Other readings from this week detailed the struggles Afghan refugees face gaining asylum in Germany amidst the rising tide of anti-migrant sentiment and the growing influence of the far right-wing party, Alternative für Deutschland. Chancellor Friedrich Merz has vowed to increase deportations and limit asylum applications. These accounts reminded me of my work this summer as an immigration case worker, where many cases involved Afghan families who had supported the U.S. military against the Taliban and were waiting in Pakistan for resettlement in the United States. Yet, unlike in Germany, Afghan refugee cases in the U.S. face an additional challenge: over this summer, President Trump issued an executive order that limited the entry of foreign nationals from certain countries under the guise of protecting national security, effectively a continuation of the ‘travel ban’ or ‘Muslim ban’ from his first term.

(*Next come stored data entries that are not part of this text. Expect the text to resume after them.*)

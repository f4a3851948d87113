//! Search queries and paged results

use crate::core::sort::SortDirective;
use crate::core::specification::Specification;
use serde::Serialize;

/// Everything needed to read one page of entities.
///
/// Built once and then executed; filters and sort criteria can only be
/// appended.
///
/// # Example
/// ```rust,ignore
/// let mut query = SearchQuery::<Comment>::new().with_paging(20, 10);
/// query.add_filter(comment::body_contains("rust"));
/// query.add_sort_criteria(SortDirective::desc("created_at"));
/// query.add_sort_criteria(SortDirective::asc("body"));
/// ```
#[derive(Debug, Clone)]
pub struct SearchQuery<T> {
    /// Predicates combined with AND, in insertion order
    pub filters: Vec<Specification<T>>,

    /// Position 0 is the primary ordering; later entries break ties
    pub sort_criteria: Vec<SortDirective<T>>,

    /// Relation paths to populate on the returned entities
    pub include_properties: Vec<String>,

    /// Number of ordered matches to skip
    pub skip: usize,

    /// Page size; `0` means every match after `skip`
    pub take: usize,
}

impl<T> SearchQuery<T> {
    pub fn new() -> Self {
        Self {
            filters: Vec::new(),
            sort_criteria: Vec::new(),
            include_properties: Vec::new(),
            skip: 0,
            take: 0,
        }
    }

    /// Append a filter; it is ANDed with the filters already present
    pub fn add_filter(&mut self, specification: Specification<T>) -> &mut Self {
        self.filters.push(specification);
        self
    }

    /// Append a sort directive, ranked after every directive already present
    pub fn add_sort_criteria(&mut self, directive: SortDirective<T>) -> &mut Self {
        self.sort_criteria.push(directive);
        self
    }

    pub fn add_include(&mut self, path: impl Into<String>) -> &mut Self {
        self.include_properties.push(path.into());
        self
    }

    pub fn with_filter(mut self, specification: Specification<T>) -> Self {
        self.add_filter(specification);
        self
    }

    pub fn with_sort(mut self, directive: SortDirective<T>) -> Self {
        self.add_sort_criteria(directive);
        self
    }

    pub fn with_include(mut self, path: impl Into<String>) -> Self {
        self.add_include(path);
        self
    }

    pub fn with_paging(mut self, skip: usize, take: usize) -> Self {
        self.skip = skip;
        self.take = take;
        self
    }

    /// Whether `take` bounds the page
    pub fn is_paged(&self) -> bool {
        self.take > 0
    }
}

impl<T> Default for SearchQuery<T> {
    fn default() -> Self {
        Self::new()
    }
}

/// One page of entities plus the total match count
#[derive(Debug, Clone, Serialize)]
#[serde(rename_all = "camelCase")]
pub struct PagedResult<T> {
    entities: Vec<T>,
    count: usize,
    has_next: bool,
    has_previous: bool,
}

impl<T> PagedResult<T> {
    /// Assemble a page; the navigation flags are derived from the window.
    ///
    /// `count` is the number of matches before paging.
    pub fn new(entities: Vec<T>, count: usize, skip: usize, take: usize) -> Self {
        Self {
            entities,
            count,
            has_next: (skip > 0 || take > 0) && skip.saturating_add(take) < count,
            has_previous: skip > 0,
        }
    }

    pub fn empty() -> Self {
        Self::new(Vec::new(), 0, 0, 0)
    }

    pub fn entities(&self) -> &[T] {
        &self.entities
    }

    pub fn into_entities(self) -> Vec<T> {
        self.entities
    }

    /// Total matches after filtering, independent of the page window
    pub fn count(&self) -> usize {
        self.count
    }

    pub fn has_next(&self) -> bool {
        self.has_next
    }

    pub fn has_previous(&self) -> bool {
        self.has_previous
    }

    pub fn len(&self) -> usize {
        self.entities.len()
    }

    pub fn is_empty(&self) -> bool {
        self.entities.is_empty()
    }

    /// Map the page's entities (e.g. into response DTOs), keeping the metadata
    pub fn map<U, F>(self, f: F) -> PagedResult<U>
    where
        F: FnMut(T) -> U,
    {
        PagedResult {
            entities: self.entities.into_iter().map(f).collect(),
            count: self.count,
            has_next: self.has_next,
            has_previous: self.has_previous,
        }
    }
}
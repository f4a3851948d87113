//! Table filters: UI grid state translated into search queries

pub mod operator;
pub mod table_filter;
pub mod translator;

pub use operator::FilterOperator;
pub use table_filter::{FilterCondition, TableFilter};
pub use translator::{FilterTranslator, translate};
//! SQLite pool setup and schema migration.

use anyhow::{Context, Result};
use sqlx::{SqlitePool, sqlite::SqlitePoolOptions};
use std::{fs, path::Path};

const INIT_SQL: &str = include_str!("../migrations/0001_init.sql");

/// Open the pool, creating the database file and its directory when missing.
pub async fn connect(database_url: &str) -> Result<SqlitePool> {
    tracing::debug!("Connecting using raw URL => {}", database_url);

    let db_path = database_url
        .trim_start_matches("sqlite://")
        .trim_start_matches("sqlite:")
        .trim_start_matches("file:");
    let in_memory = db_path.starts_with(":memory:");

    if !in_memory {
        let path = Path::new(db_path);
        if let Some(parent) = path.parent().filter(|p| !p.as_os_str().is_empty()) {
            if !parent.exists() {
                fs::create_dir_all(parent)
                    .with_context(|| format!("creating database directory {:?}", parent))?;
                tracing::info!("Created missing directory {:?}", parent);
            }
        }
        if !path.exists() {
            fs::OpenOptions::new()
                .create(true)
                .append(true)
                .open(path)
                .with_context(|| format!("creating database file {}", db_path))?;
            tracing::debug!("Created empty database file at {}", db_path);
        }
    }

    let pool = SqlitePoolOptions::new()
        .max_connections(5)
        .connect(database_url)
        .await
        .with_context(|| format!("connecting to {}", database_url))?;
    Ok(pool)
}

/// Apply the embedded schema. Every statement is idempotent.
pub async fn run_migrations(db: &SqlitePool) -> Result<()> {
    let statements = INIT_SQL
        .split(';')
        .map(str::trim)
        .filter(|s| !s.is_empty())
        .collect::<Vec<_>>();

    tracing::info!("Running {} migration statements...", statements.len());

    for stmt in statements {
        tracing::debug!("Executing migration SQL: {}", stmt);
        sqlx::query(stmt)
            .execute(db)
            .await
            .with_context(|| format!("migration statement failed: {}", stmt))?;
    }

    Ok(())
}
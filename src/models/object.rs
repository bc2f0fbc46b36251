//! Represents an object (file or folder) stored in a bucket.

use chrono::{DateTime, Utc};
use serde::{Deserialize, Serialize};
use serde_json::Value;
use sqlx::{FromRow, types::Json};
use uuid::Uuid;

/// Content type marking an object as a folder.
pub const FOLDER_CONTENT_TYPE: &str = "application/x-directory";

/// A single file or folder record within a bucket.
///
/// The struct stores metadata only. Payload bytes live in the blob store under
/// `storage_key`; folders have no payload and therefore no key.
#[derive(Serialize, Deserialize, Clone, FromRow, Debug)]
pub struct Object {
    pub id: Uuid,

    /// Foreign key linking to the parent bucket.
    pub bucket_id: Uuid,

    /// Display name, unique among siblings.
    pub name: String,

    /// Parent folder; `None` places the object at the bucket root.
    pub parent_folder_id: Option<Uuid>,

    /// Size in bytes.
    pub size: i64,

    /// Content type (MIME type), or the folder sentinel.
    pub content_type: String,

    /// Hex MD5 of the payload.
    pub checksum: Option<String>,

    /// Opaque caller-supplied metadata.
    pub metadata: Json<Value>,

    /// Owning user.
    pub user_id: String,

    /// Owning application, when the object was created under an app scope.
    pub app_id: Option<String>,

    /// Address of the payload in the blob store.
    #[serde(skip_serializing)]
    pub storage_key: Option<String>,

    pub created_at: DateTime<Utc>,
    pub updated_at: DateTime<Utc>,
    pub last_viewed_at: Option<DateTime<Utc>>,
}

impl Object {
    pub fn is_folder(&self) -> bool {
        self.content_type == FOLDER_CONTENT_TYPE
    }
}

/// Fields required to insert a new object row.
#[derive(Clone, Debug)]
pub struct NewObject {
    /// Pre-allocated id; lets the payload be written before the row exists.
    pub id: Uuid,
    pub bucket_id: Uuid,
    pub name: String,
    pub parent_folder_id: Option<Uuid>,
    pub size: i64,
    pub content_type: String,
    pub checksum: Option<String>,
    pub metadata: Value,
    pub user_id: String,
    pub app_id: Option<String>,
    pub storage_key: Option<String>,
}

impl NewObject {
    /// A folder node owned by `user_id`.
    pub fn folder(
        bucket_id: Uuid,
        name: impl Into<String>,
        parent_folder_id: Option<Uuid>,
        user_id: impl Into<String>,
        app_id: Option<String>,
    ) -> Self {
        Self {
            id: Uuid::new_v4(),
            bucket_id,
            name: name.into(),
            parent_folder_id,
            size: 0,
            content_type: FOLDER_CONTENT_TYPE.to_string(),
            checksum: None,
            metadata: Value::Object(Default::default()),
            user_id: user_id.into(),
            app_id,
            storage_key: None,
        }
    }
}
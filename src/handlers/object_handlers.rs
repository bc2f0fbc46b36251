//! HTTP handlers for objects and folders inside a bucket.
//! Upload bodies are streamed into the gateway without buffering.

use crate::{
    auth::CallerIdentity,
    errors::AppError,
    models::object::Object,
    services::{
        gateway::{TransferGateway, UploadRequest, UploadUrlRequest},
        hooks::RequestSnapshot,
    },
};
use axum::{
    Json,
    extract::{Multipart, Path, Query, State},
    http::{HeaderMap, StatusCode, header},
    response::IntoResponse,
};
use futures::TryStreamExt;
use serde::Deserialize;
use serde_json::Value;
use std::io;
use uuid::Uuid;

const DEFAULT_CONTENT_TYPE: &str = "application/octet-stream";

#[derive(Debug, Default, Deserialize)]
pub struct ParentQuery {
    pub parent_folder_id: Option<String>,
}

#[derive(Debug, Deserialize)]
pub struct CreateFolderReq {
    pub name: String,
    pub parent_folder_id: Option<Uuid>,
}

#[derive(Debug, Deserialize)]
pub struct UploadUrlReq {
    pub filename: String,
    #[serde(rename = "contentType")]
    pub content_type: Option<String>,
    #[serde(rename = "maxSize")]
    pub max_size: Option<i64>,
    pub parent_folder_id: Option<Uuid>,
}

#[derive(Debug, Deserialize)]
pub struct RenameReq {
    pub name: String,
}

#[derive(Debug, Deserialize)]
pub struct MetadataReq {
    pub metadata: Value,
}

/// Empty and `null` select the bucket root.
fn parse_parent(raw: Option<&str>) -> Result<Option<Uuid>, AppError> {
    match raw.map(str::trim) {
        None | Some("") | Some("null") => Ok(None),
        Some(value) => Uuid::parse_str(value)
            .map(Some)
            .map_err(|_| AppError::bad_request(format!("invalid parent_folder_id `{}`", value))),
    }
}

/// `GET /storage/buckets/{bucket}/objects?parent_folder_id=`
pub async fn list_objects(
    State(gateway): State<TransferGateway>,
    caller: CallerIdentity,
    Path(bucket): Path<String>,
    Query(query): Query<ParentQuery>,
) -> Result<Json<Vec<Object>>, AppError> {
    let parent = parse_parent(query.parent_folder_id.as_deref())?;
    Ok(Json(gateway.list_objects(&caller, &bucket, parent).await?))
}

/// `POST /storage/buckets/{bucket}/folders`
pub async fn create_folder(
    State(gateway): State<TransferGateway>,
    caller: CallerIdentity,
    Path(bucket): Path<String>,
    Json(req): Json<CreateFolderReq>,
) -> Result<impl IntoResponse, AppError> {
    let folder = gateway
        .create_folder(&caller, &bucket, &req.name, req.parent_folder_id)
        .await?;
    Ok((StatusCode::CREATED, Json(folder)))
}

/// `POST /storage/buckets/{bucket}/upload`
///
/// Multipart form with a `file` part. `parent_folder_id` and `metadata` parts
/// are honoured when they precede `file`; the query string may carry the parent
/// as well.
pub async fn upload_object(
    State(gateway): State<TransferGateway>,
    caller: CallerIdentity,
    snapshot: RequestSnapshot,
    Path(bucket): Path<String>,
    Query(query): Query<ParentQuery>,
    headers: HeaderMap,
    mut multipart: Multipart,
) -> Result<impl IntoResponse, AppError> {
    let mut parent = parse_parent(query.parent_folder_id.as_deref())?;
    let mut metadata: Option<Value> = None;
    let declared_size = headers
        .get(header::CONTENT_LENGTH)
        .and_then(|v| v.to_str().ok())
        .and_then(|v| v.parse::<i64>().ok());

    while let Some(field) = multipart
        .next_field()
        .await
        .map_err(|e| AppError::bad_request(format!("malformed multipart body: {}", e)))?
    {
        let part = field.name().map(str::to_string);
        match part.as_deref() {
            Some("parent_folder_id") => {
                let text = field
                    .text()
                    .await
                    .map_err(|e| AppError::bad_request(e.to_string()))?;
                parent = parse_parent(Some(&text))?;
            }
            Some("metadata") => {
                let text = field
                    .text()
                    .await
                    .map_err(|e| AppError::bad_request(e.to_string()))?;
                let value: Value = serde_json::from_str(&text)
                    .map_err(|e| AppError::bad_request(format!("invalid metadata: {}", e)))?;
                metadata = Some(value);
            }
            Some("file") => {
                let name = field
                    .file_name()
                    .map(str::to_string)
                    .ok_or_else(|| AppError::bad_request("file part has no filename"))?;
                let content_type = field
                    .content_type()
                    .unwrap_or(DEFAULT_CONTENT_TYPE)
                    .to_string();
                let body = field.map_err(io::Error::other);

                let object = gateway
                    .upload_stream(
                        &caller,
                        &snapshot,
                        UploadRequest {
                            bucket,
                            parent_folder_id: parent,
                            name,
                            content_type,
                            declared_size,
                            metadata,
                        },
                        Box::pin(body),
                    )
                    .await?;
                return Ok((StatusCode::CREATED, Json(object)));
            }
            _ => {}
        }
    }

    Err(AppError::bad_request("multipart body has no `file` part"))
}

/// `POST /storage/buckets/{bucket}/upload-url`
pub async fn upload_url(
    State(gateway): State<TransferGateway>,
    caller: CallerIdentity,
    snapshot: RequestSnapshot,
    Path(bucket): Path<String>,
    Json(req): Json<UploadUrlReq>,
) -> Result<impl IntoResponse, AppError> {
    let target = gateway
        .issue_upload_target(
            &caller,
            &snapshot,
            UploadUrlRequest {
                bucket,
                filename: req.filename,
                content_type: req
                    .content_type
                    .unwrap_or_else(|| DEFAULT_CONTENT_TYPE.to_string()),
                max_size: req.max_size,
                parent_folder_id: req.parent_folder_id,
            },
        )
        .await?;
    Ok(Json(target))
}

/// `GET /storage/buckets/{bucket}/objects/{id}/download-url`
pub async fn download_url(
    State(gateway): State<TransferGateway>,
    caller: CallerIdentity,
    snapshot: RequestSnapshot,
    Path((bucket, id)): Path<(String, Uuid)>,
) -> Result<impl IntoResponse, AppError> {
    let target = gateway
        .issue_download_target(&caller, &snapshot, &bucket, id)
        .await?;
    Ok(Json(target))
}

/// `GET /storage/buckets/{bucket}/objects/{id}`
pub async fn get_object(
    State(gateway): State<TransferGateway>,
    caller: CallerIdentity,
    Path((bucket, id)): Path<(String, Uuid)>,
) -> Result<Json<Object>, AppError> {
    Ok(Json(gateway.get_object(&caller, &bucket, id).await?))
}

/// `DELETE /storage/buckets/{bucket}/objects/{id}`
pub async fn delete_object(
    State(gateway): State<TransferGateway>,
    caller: CallerIdentity,
    Path((bucket, id)): Path<(String, Uuid)>,
) -> Result<impl IntoResponse, AppError> {
    gateway.delete_object(&caller, &bucket, id).await?;
    Ok(StatusCode::NO_CONTENT)
}

/// `PATCH /storage/buckets/{bucket}/objects/{id}/rename`
pub async fn rename_object(
    State(gateway): State<TransferGateway>,
    caller: CallerIdentity,
    Path((bucket, id)): Path<(String, Uuid)>,
    Json(req): Json<RenameReq>,
) -> Result<Json<Object>, AppError> {
    Ok(Json(
        gateway.rename_object(&caller, &bucket, id, &req.name).await?,
    ))
}

/// `PATCH /storage/buckets/{bucket}/objects/{id}/metadata`
pub async fn update_metadata(
    State(gateway): State<TransferGateway>,
    caller: CallerIdentity,
    Path((bucket, id)): Path<(String, Uuid)>,
    Json(req): Json<MetadataReq>,
) -> Result<Json<Object>, AppError> {
    Ok(Json(
        gateway
            .update_metadata(&caller, &bucket, id, &req.metadata)
            .await?,
    ))
}
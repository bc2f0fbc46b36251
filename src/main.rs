use anyhow::{Context, Result};
use axum::Router;
use std::{fs, io::ErrorKind, net::SocketAddr, path::Path, sync::Arc};
use tokio::net::TcpListener;
use tracing_subscriber::EnvFilter;

mod auth;
mod config;
mod db;
mod errors;
mod handlers;
mod models;
mod routes;
mod services;
#[cfg(test)]
mod test_support;

use config::{AppConfig, ProviderKind};
use services::{
    blob_store::{BlobStore, DiskBlobStore, S3BlobStore, connect_bucket},
    extensions::builtin_registry,
    gateway::{GatewaySettings, TransferGateway},
    hooks::{DispatcherSettings, HookDispatcher, NullHookDispatcher, RegistryDispatcher},
    object_store::{ObjectStore, SqliteObjectStore},
    provider::{LocalTokenProvider, ProviderAdapter, RemotePresignedProvider},
    reaper::TokenReaper,
    token_store::{SqliteTokenStore, TokenStore},
};

#[tokio::main]
async fn main() -> Result<()> {
    // --- Logging setup ---
    tracing_subscriber::fmt()
        .with_env_filter(
            EnvFilter::try_from_default_env().unwrap_or_else(|_| EnvFilter::new("info")),
        )
        .init();

    // --- Parse config + migrate flag ---
    let (cfg, migrate) = AppConfig::from_env_and_args()?;

    tracing::info!("Starting transfer-gateway with config: {:?}", cfg);

    // --- Ensure storage directory exists ---
    if cfg.provider == ProviderKind::Local && !Path::new(&cfg.storage_dir).exists() {
        fs::create_dir_all(&cfg.storage_dir)?;
        tracing::info!("Created storage directory at {}", cfg.storage_dir);
    }

    // --- Initialize SQLite connection ---
    let db = Arc::new(db::connect(&cfg.database_url).await?);
    db::run_migrations(&db).await?;

    // --- Handle migration mode ---
    if migrate {
        tracing::info!("Database migration complete.");
        return Ok(()); // exit after migration
    }

    // --- Assemble the gateway ---
    let objects: Arc<dyn ObjectStore> = Arc::new(SqliteObjectStore::new(db.clone()));
    let tokens: Arc<dyn TokenStore> = Arc::new(SqliteTokenStore::new(db.clone()));

    let (blobs, provider): (Arc<dyn BlobStore>, Arc<dyn ProviderAdapter>) = match &cfg.remote {
        Some(remote) => {
            tracing::info!(endpoint = %remote.endpoint, bucket = %remote.bucket, "Using remote provider");
            let bucket = connect_bucket(remote).context("connecting to remote storage")?;
            (
                Arc::new(S3BlobStore::new(bucket.clone())),
                Arc::new(RemotePresignedProvider::new(
                    tokens.clone(),
                    bucket,
                    cfg.public_base_url.clone(),
                )),
            )
        }
        None => (
            Arc::new(DiskBlobStore::new(&cfg.storage_dir)),
            Arc::new(LocalTokenProvider::new(
                tokens.clone(),
                cfg.public_base_url.clone(),
            )),
        ),
    };

    let registry = builtin_registry(objects.clone(), cfg.quota_bytes, cfg.audit_log);
    let hooks: Arc<dyn HookDispatcher> = if registry.is_empty() {
        tracing::info!("No hooks enabled");
        Arc::new(NullHookDispatcher)
    } else {
        Arc::new(RegistryDispatcher::new(
            registry,
            DispatcherSettings {
                hook_timeout: cfg.hook_timeout,
                workers: cfg.hook_workers,
                queue_capacity: cfg.hook_queue_capacity,
            },
        ))
    };

    let gateway = TransferGateway::new(
        objects,
        tokens.clone(),
        blobs,
        provider,
        hooks,
        GatewaySettings {
            token_ttl: cfg.token_ttl,
            max_upload_size: cfg.max_upload_size,
            internal_bucket: cfg.internal_bucket.clone(),
            quota_bytes: cfg.quota_bytes,
        },
    );
    gateway
        .ensure_internal_bucket()
        .await
        .map_err(|e| anyhow::anyhow!("preparing internal bucket: {}", e))?;

    // --- Background token reaper ---
    let reaper = TokenReaper::new(tokens, cfg.reaper_interval);
    tokio::spawn(async move { reaper.run().await });

    // --- Build router ---
    let verifier = Arc::new(auth::JwtVerifier::new(cfg.auth.clone()));
    let app: Router = routes::routes::with_request_tracing(
        routes::routes::routes(verifier).with_state(gateway),
    );

    // --- Start server ---
    let addr = cfg.addr();
    let listener = match TcpListener::bind(&addr).await {
        Ok(listener) => listener,
        Err(err)
            if err.kind() == ErrorKind::PermissionDenied
                && matches!(cfg.host.as_str(), "0.0.0.0" | "::") =>
        {
            let fallback_addr = format!("127.0.0.1:{}", cfg.port);
            tracing::warn!(
                "Permission denied binding to {} ({}). Falling back to {}",
                addr,
                err,
                fallback_addr
            );
            TcpListener::bind(&fallback_addr).await?
        }
        Err(err) => return Err(err.into()),
    };

    tracing::info!("Server listening on http://{}", listener.local_addr()?);
    axum::serve(
        listener,
        app.into_make_service_with_connect_info::<SocketAddr>(),
    )
    .await?;

    Ok(())
}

Afghanistan is one of the countries on the list. Meanwhile, refugees in Pakistan too face uncertainty. In April of this year, the Pakistani government deported more than 19,500 Afghans. Many Afghans risked their lives to aid U.S. forces against the Taliban, with the promise of eventual safety in America. Now abandoned by U.S. forces, they face a seemingly impossible question: where can they find safety? They cannot return to Afghanistan without risking retaliation from the Taliban, cannot enter the U.S. under current legislation, cannot remain in Pakistan amid daily deportations, and now, as is evident in these articles, cannot rely on Germany, where immigration policies have grown increasingly hostile.